## EXERCISE OBJECTIVE:
From the first entry to the last, repeat them all exactly.

(GIVEN RECORDS Opens)

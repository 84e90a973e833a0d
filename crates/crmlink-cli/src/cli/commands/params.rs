//! `key=value` argument parsing shared by `call` and `list`.

use anyhow::{anyhow, Result};
use serde_json::{Map, Value};

const FILTER_OPERATOR_CHARS: &str = "<>=!%@";

/// Build a JSON object from `key=value` pairs. A value that parses as JSON
/// (numbers, booleans, arrays, objects) is kept as such, anything else is a
/// string. Repeating a key collects its values into an array.
///
/// Keys may start with a filter operator (`>=DATE_CREATE=2024-01-01`); the
/// operator stays part of the key.
pub fn parse_pairs(pairs: &[String]) -> Result<Map<String, Value>> {
    let mut out = Map::new();
    for pair in pairs {
        let op_len = pair
            .find(|c: char| !FILTER_OPERATOR_CHARS.contains(c))
            .unwrap_or(pair.len());
        let (name, raw) = pair[op_len..]
            .split_once('=')
            .ok_or_else(|| anyhow!("expected KEY=VALUE, got {pair:?}"))?;
        if name.trim().is_empty() {
            return Err(anyhow!("empty key in {pair:?}"));
        }
        let key = format!("{}{}", &pair[..op_len], name.trim());
        let value = serde_json::from_str(raw).unwrap_or_else(|_| Value::String(raw.to_string()));
        match out.get_mut(&key) {
            Some(Value::Array(existing)) => existing.push(value),
            Some(existing) => {
                let first = existing.take();
                *existing = Value::Array(vec![first, value]);
            }
            None => {
                out.insert(key, value);
            }
        }
    }
    Ok(out)
}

(GIVEN RECORDS Closes)

## FINISHED TASK:
repository 84e90a973e833a0d
filename crates/crmlink-cli/src/cli/commands/params.rs
//! `key=value` argument parsing shared by `call` and `list`.

use anyhow::{anyhow, Result};
use serde_json::{Map, Value};

const FILTER_OPERATOR_CHARS: &str = "<>=!%@";

/// Build a JSON object from `key=value` pairs. A value that parses as JSON
/// (numbers, booleans, arrays, objects) is kept as such, anything else is a
/// string. Repeating a key collects its values into an array.
///
/// Keys may start with a filter operator (`>=DATE_CREATE=2024-01-01`); the
/// operator stays part of the key.
pub fn parse_pairs(pairs: &[String]) -> Result<Map<String, Value>> {
    let mut out = Map::new();
    for pair in pairs {
        let op_len = pair
            .find(|c: char| !FILTER_OPERATOR_CHARS.contains(c))
            .unwrap_or(pair.len());
        let (name, raw) = pair[op_len..]
            .split_once('=')
            .ok_or_else(|| anyhow!("expected KEY=VALUE, got {pair:?}"))?;
        if name.trim().is_empty() {
            return Err(anyhow!("empty key in {pair:?}"));
        }
        let key = format!("{}{}", &pair[..op_len], name.trim());
        let value = serde_json::from_str(raw).unwrap_or_else(|_| Value::String(raw.to_string()));
        match out.get_mut(&key) {
            Some(Value::Array(existing)) => existing.push(value),
            Some(existing) => {
                let first = existing.take();
                *existing = Value::Array(vec![first, value]);
            }
            None => {
                out.insert(key, value);
            }
        }
    }
    Ok(out)
}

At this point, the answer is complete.